Together with cell cycle checkpoint control, DNA repair plays a pivotal role in protecting the genome from endogenous and exogenous DNA damage. Although increased genetic instability has been associated with prostate cancer progression, the relative role of DNA double-strand break repair in malignant versus normal prostate epithelial cells is not known. In this study, we determined the RNA and protein expression of a series of DNA double-strand break repair genes in both normal (PrEC-epithelial and PrSC-stromal) and malignant (LNCaP, DU-145, and PC-3) prostate cultures. Expression of genes downstream of ATM after ionizing radiation-induced DNA damage reflected the p53 status of the cell lines.
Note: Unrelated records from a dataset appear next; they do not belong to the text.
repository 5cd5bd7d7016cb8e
//! Inbound adapters that translate external requests into domain service
//! calls while keeping framework details at the edge.
//!
//! HTTP handlers live under [`http`].

pub mod http;
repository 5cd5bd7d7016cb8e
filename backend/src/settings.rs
//! Application settings loaded via OrthoConfig.
//!
//! Values come from CLI flags, `WAITLIST_*` environment variables and an
//! optional config file, in that order of precedence. Collaborator settings
//! are optional so a debug build can start against fixture adapters.

use std::fmt;
use std::time::Duration;

use ortho_config::OrthoConfig;
use serde::Deserialize;
use url::Url;

const DEFAULT_BIND_HOST: &str = "0.0.0.0";
const DEFAULT_CLIENT_URL: &str = "http://localhost:3000";

/// Errors raised while interpreting loaded settings.
#[derive(Debug, Clone, PartialEq, Eq, thiserror::Error)]
pub enum SettingsError {
    #[error("{key} is not a valid URL: {message}")]
    InvalidUrl { key: &'static str, message: String },
    #[error("{key} must be set when {other} is set")]
    Incomplete {
        key: &'static str,
        other: &'static str,
    },
}

/// Process-wide settings.
#[derive(Clone, Deserialize, OrthoConfig)]
#[ortho_config(prefix = "WAITLIST")]
pub struct AppSettings {
    /// TCP port to listen on.
    #[ortho_config(default = 5000)]
    pub port: u16,
    /// Interface to bind.
    pub bind_host: Option<String>,
    /// Base URL of the data store and identity provider project.
    pub data_store_url: Option<String>,
    /// Service key sent as `apikey` and bearer credential.
    pub data_store_key: Option<String>,
    /// Front-end origin; sign-in redirects land on `{client_url}/auth/callback`.
    pub client_url: Option<String>,
    pub instagram_client_id: Option<String>,
    pub instagram_client_secret: Option<String>,
    pub instagram_redirect_uri: Option<String>,
    /// Request timeout for every outbound HTTP client.
    #[ortho_config(default = 10)]
    pub http_timeout_secs: u64,
}

/// Validated data-store connection details.
#[derive(Clone, PartialEq, Eq)]
pub struct DataStoreSettings {
    pub url: Url,
    pub key: String,
}

/// Validated Instagram app registration.
#[derive(Clone, PartialEq, Eq)]
pub struct InstagramSettings {
    pub client_id: String,
    pub client_secret: String,
    pub redirect_uri: String,
}

impl fmt::Debug for DataStoreSettings {
    fn fmt(&self, f: &mut fmt::Formatter<'_>) -> fmt::Result {
        f.debug_struct("DataStoreSettings")
            .field("url", &self.url.as_str())
            .field("key", &"<redacted>")
            .finish()
    }
}

impl fmt::Debug for InstagramSettings {
    fn fmt(&self, f: &mut fmt::Formatter<'_>) -> fmt::Result {
        f.debug_struct("InstagramSettings")
            .field("client_id", &self.client_id)
            .field("client_secret", &"<redacted>")
            .field("redirect_uri", &self.redirect_uri)
            .finish()
    }
}

fn present(value: Option<&String>) -> Option<&str> {
    value.map(|v| v.trim()).filter(|v| !v.is_empty())
}

impl AppSettings {
    pub fn bind_host(&self) -> &str {
        present(self.bind_host.as_ref()).unwrap_or(DEFAULT_BIND_HOST)
    }

    pub fn client_url(&self) -> &str {
        present(self.client_url.as_ref()).unwrap_or(DEFAULT_CLIENT_URL)
    }

    pub fn http_timeout(&self) -> Duration {
        Duration::from_secs(self.http_timeout_secs.max(1))
    }

    /// Data-store details, or `None` when neither value is set.
    ///
    /// # Errors
    ///
    /// Fails when only one of URL and key is set or the URL does not parse.
    pub fn data_store(&self) -> Result<Option<DataStoreSettings>, SettingsError> {
        match (
            present(self.data_store_url.as_ref()),
            present(self.data_store_key.as_ref()),
        ) {
            (None, None) => Ok(None),
            (Some(_), None) => Err(SettingsError::Incomplete {
                key: "WAITLIST_DATA_STORE_KEY",
                other: "WAITLIST_DATA_STORE_URL",
            }),
            (None, Some(_)) => Err(SettingsError::Incomplete {
                key: "WAITLIST_DATA_STORE_URL",
                other: "WAITLIST_DATA_STORE_KEY",
            }),
            (Some(url), Some(key)) => {
                let url = Url::parse(url).map_err(|error| SettingsError::InvalidUrl {
                    key: "WAITLIST_DATA_STORE_URL",
                    message: error.to_string(),
                })?;
                Ok(Some(DataStoreSettings {
                    url,
                    key: key.to_owned(),
                }))
            }
        }
    }

    /// Instagram registration, or `None` unless the client id is set.
    ///
    /// # Errors
    ///
    /// Fails when the client id is set without a secret or redirect URI.
    pub fn instagram(&self) -> Result<Option<InstagramSettings>, SettingsError> {
        let Some(client_id) = present(self.instagram_client_id.as_ref()) else {
            return Ok(None);
        };
        let client_secret = present(self.instagram_client_secret.as_ref()).ok_or(
            SettingsError::Incomplete {
                key: "WAITLIST_INSTAGRAM_CLIENT_SECRET",
                other: "WAITLIST_INSTAGRAM_CLIENT_ID",
            },
        )?;
        let redirect_uri = present(self.instagram_redirect_uri.as_ref()).ok_or(
            SettingsError::Incomplete {
                key: "WAITLIST_INSTAGRAM_REDIRECT_URI",
                other: "WAITLIST_INSTAGRAM_CLIENT_ID",
            },
        )?;
        Ok(Some(InstagramSettings {
            client_id: client_id.to_owned(),
            client_secret: client_secret.to_owned(),
            redirect_uri: redirect_uri.to_owned(),
        }))
    }
}

fn redacted(value: Option<&String>) -> &'static str {
    if value.is_some() { "<redacted>" } else { "<unset>" }
}

impl fmt::Debug for AppSettings {
    fn fmt(&self, f: &mut fmt::Formatter<'_>) -> fmt::Result {
        f.debug_struct("AppSettings")
            .field("port", &self.port)
            .field("bind_host", &self.bind_host)
            .field("data_store_url", &self.data_store_url)
            .field("data_store_key", &redacted(self.data_store_key.as_ref()))
            .field("client_url", &self.client_url)
            .field("instagram_client_id", &self.instagram_client_id)
            .field(
                "instagram_client_secret",
                &redacted(self.instagram_client_secret.as_ref()),
            )
            .field("instagram_redirect_uri", &self.instagram_redirect_uri)
            .field("http_timeout_secs", &self.http_timeout_secs)
            .finish()
    }
}

#[cfg(test)]
mod tests {
    use super::*;
    use std::ffi::OsString;

    use env_lock::lock_env;
    use rstest::rstest;

    const KEYS: [&str; 9] = [
        "WAITLIST_PORT",
        "WAITLIST_BIND_HOST",
        "WAITLIST_DATA_STORE_URL",
        "WAITLIST_DATA_STORE_KEY",
        "WAITLIST_CLIENT_URL",
        "WAITLIST_INSTAGRAM_CLIENT_ID",
        "WAITLIST_INSTAGRAM_CLIENT_SECRET",
        "WAITLIST_INSTAGRAM_REDIRECT_URI",
        "WAITLIST_HTTP_TIMEOUT_SECS",
    ];

    fn with_env(overrides: &[(&str, &str)]) -> Vec<(&'static str, Option<String>)> {
        KEYS.iter()
            .map(|key| {
                let value = overrides
                    .iter()
                    .find(|(k, _)| k == key)
                    .map(|(_, v)| (*v).to_owned());
                (*key, value)
            })
            .collect()
    }

    fn load() -> AppSettings {
        AppSettings::load_from_iter([OsString::from("waitlist-backend")])
            .expect("settings should load")
    }

    #[rstest]
    fn defaults_apply_when_unset() {
        let _guard = lock_env(with_env(&[]));

        let settings = load();
        assert_eq!(settings.port, 5000);
        assert_eq!(settings.bind_host(), DEFAULT_BIND_HOST);
        assert_eq!(settings.client_url(), DEFAULT_CLIENT_URL);
        assert_eq!(settings.http_timeout(), Duration::from_secs(10));
        assert!(settings.data_store().expect("valid").is_none());
        assert!(settings.instagram().expect("valid").is_none());
    }

    #[rstest]
    fn environment_overrides_are_respected() {
        let _guard = lock_env(with_env(&[
            ("WAITLIST_PORT", "8080"),
            ("WAITLIST_DATA_STORE_URL", "https://project.example"),
            ("WAITLIST_DATA_STORE_KEY", "service-key"),
            ("WAITLIST_INSTAGRAM_CLIENT_ID", "client"),
            ("WAITLIST_INSTAGRAM_CLIENT_SECRET", "secret"),
            ("WAITLIST_INSTAGRAM_REDIRECT_URI", "https://app.example/cb"),
        ]));

        let settings = load();
        assert_eq!(settings.port, 8080);
        let store = settings.data_store().expect("valid").expect("configured");
        assert_eq!(store.url.as_str(), "https://project.example/");
        assert_eq!(store.key, "service-key");
        let instagram = settings.instagram().expect("valid").expect("configured");
        assert_eq!(instagram.redirect_uri, "https://app.example/cb");
    }

    #[rstest]
    fn half_configured_data_store_is_rejected() {
        let _guard = lock_env(with_env(&[(
            "WAITLIST_DATA_STORE_URL",
            "https://project.example",
        )]));

        let err = load().data_store().expect_err("missing key");
        assert!(matches!(err, SettingsError::Incomplete { .. }));
    }

    #[rstest]
    fn debug_output_hides_secrets() {
        let _guard = lock_env(with_env(&[("WAITLIST_DATA_STORE_KEY", "service-key")]));

        let rendered = format!("{:?}", load());
        assert!(!rendered.contains("service-key"));
        assert!(rendered.contains("<redacted>"));
    }

    #[rstest]
    fn validated_groups_hide_secrets_in_debug_output() {
        let _guard = lock_env(with_env(&[
            ("WAITLIST_DATA_STORE_URL", "https://project.example"),
            ("WAITLIST_DATA_STORE_KEY", "service-key"),
            ("WAITLIST_INSTAGRAM_CLIENT_ID", "ig-client"),
            ("WAITLIST_INSTAGRAM_CLIENT_SECRET", "ig-secret"),
            ("WAITLIST_INSTAGRAM_REDIRECT_URI", "https://app.example/cb"),
        ]));

        let settings = load();
        let store = format!("{:?}", settings.data_store());
        let instagram = format!("{:?}", settings.instagram());
        assert!(store.contains("https://project.example/"));
        assert!(!store.contains("service-key"));
        assert!(instagram.contains("ig-client"));
        assert!(!instagram.contains("ig-secret"));
    }
}
//! Driven port for the `waitlist` table.

use async_trait::async_trait;
use chrono::Utc;
use uuid::Uuid;

use crate::domain::{WaitlistEntry, WaitlistSignup};

use super::define_port_error;

define_port_error! {
    /// Errors raised by waitlist repository adapters.
    pub enum WaitlistRepositoryError {
        /// The data store could not be reached.
        Connection { message: String } => "waitlist store connection failed: {message}",
        /// The data store rejected or failed the query.
        Query { message: String } => "waitlist store query failed: {message}",
    }
}

/// Persistence operations behind the waitlist use cases.
#[cfg_attr(test, mockall::automock)]
#[async_trait]
pub trait WaitlistRepository: Send + Sync {
    /// Entry registered with `email`, if any.
    async fn find_by_email(
        &self,
        email: &str,
    ) -> Result<Option<WaitlistEntry>, WaitlistRepositoryError>;

    /// Entry registered with `username`, if any.
    async fn find_by_username(
        &self,
        username: &str,
    ) -> Result<Option<WaitlistEntry>, WaitlistRepositoryError>;

    /// Store a new signup and return the created row.
    async fn insert(&self, signup: &WaitlistSignup)
    -> Result<WaitlistEntry, WaitlistRepositoryError>;

    /// All entries, newest first.
    async fn list_newest_first(&self) -> Result<Vec<WaitlistEntry>, WaitlistRepositoryError>;
}

/// Stateless stand-in used when no data store is configured.
///
/// Lookups never match and inserts are echoed back without being kept.
#[derive(Debug, Default, Clone, Copy)]
pub struct FixtureWaitlistRepository;

#[async_trait]
impl WaitlistRepository for FixtureWaitlistRepository {
    async fn find_by_email(
        &self,
        _email: &str,
    ) -> Result<Option<WaitlistEntry>, WaitlistRepositoryError> {
        Ok(None)
    }

    async fn find_by_username(
        &self,
        _username: &str,
    ) -> Result<Option<WaitlistEntry>, WaitlistRepositoryError> {
        Ok(None)
    }

    async fn insert(
        &self,
        signup: &WaitlistSignup,
    ) -> Result<WaitlistEntry, WaitlistRepositoryError> {
        Ok(WaitlistEntry {
            id: Uuid::new_v4(),
            username: signup.username().to_string(),
            email: signup.email().to_string(),
            created_at: Utc::now(),
        })
    }

    async fn list_newest_first(&self) -> Result<Vec<WaitlistEntry>, WaitlistRepositoryError> {
        Ok(Vec::new())
    }
}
In the malignant prostate cell lines, mRNA and protein levels of the Rad51, Xrcc3, Rad52, and Rad54 genes involved in homologous recombination were elevated approximately 2- to 5-fold in comparison to normal PrEC cells. The XRCC1, DNA polymerase-beta and -delta proteins were also elevated. There were no consistent differences in gene expression relating to the nonhomologous end-joining pathway. Despite increased expression of DNA repair genes, malignant prostate cancer cells had defective repair of DNA breaks, alkali-labile sites, and oxidative base damage. Furthermore, after ionizing radiation and mitomycin C treatment, chromosomal aberration assays confirmed that malignant prostate cells had defective DNA repair. This discordance between expression and function of DNA repair genes in malignant prostate cancer cells supports the hypothesis that prostate tumor progression may reflect aberrant DNA repair. Our findings support the development of novel treatment strategies designed to reinstate normal DNA repair in prostate cancer cells.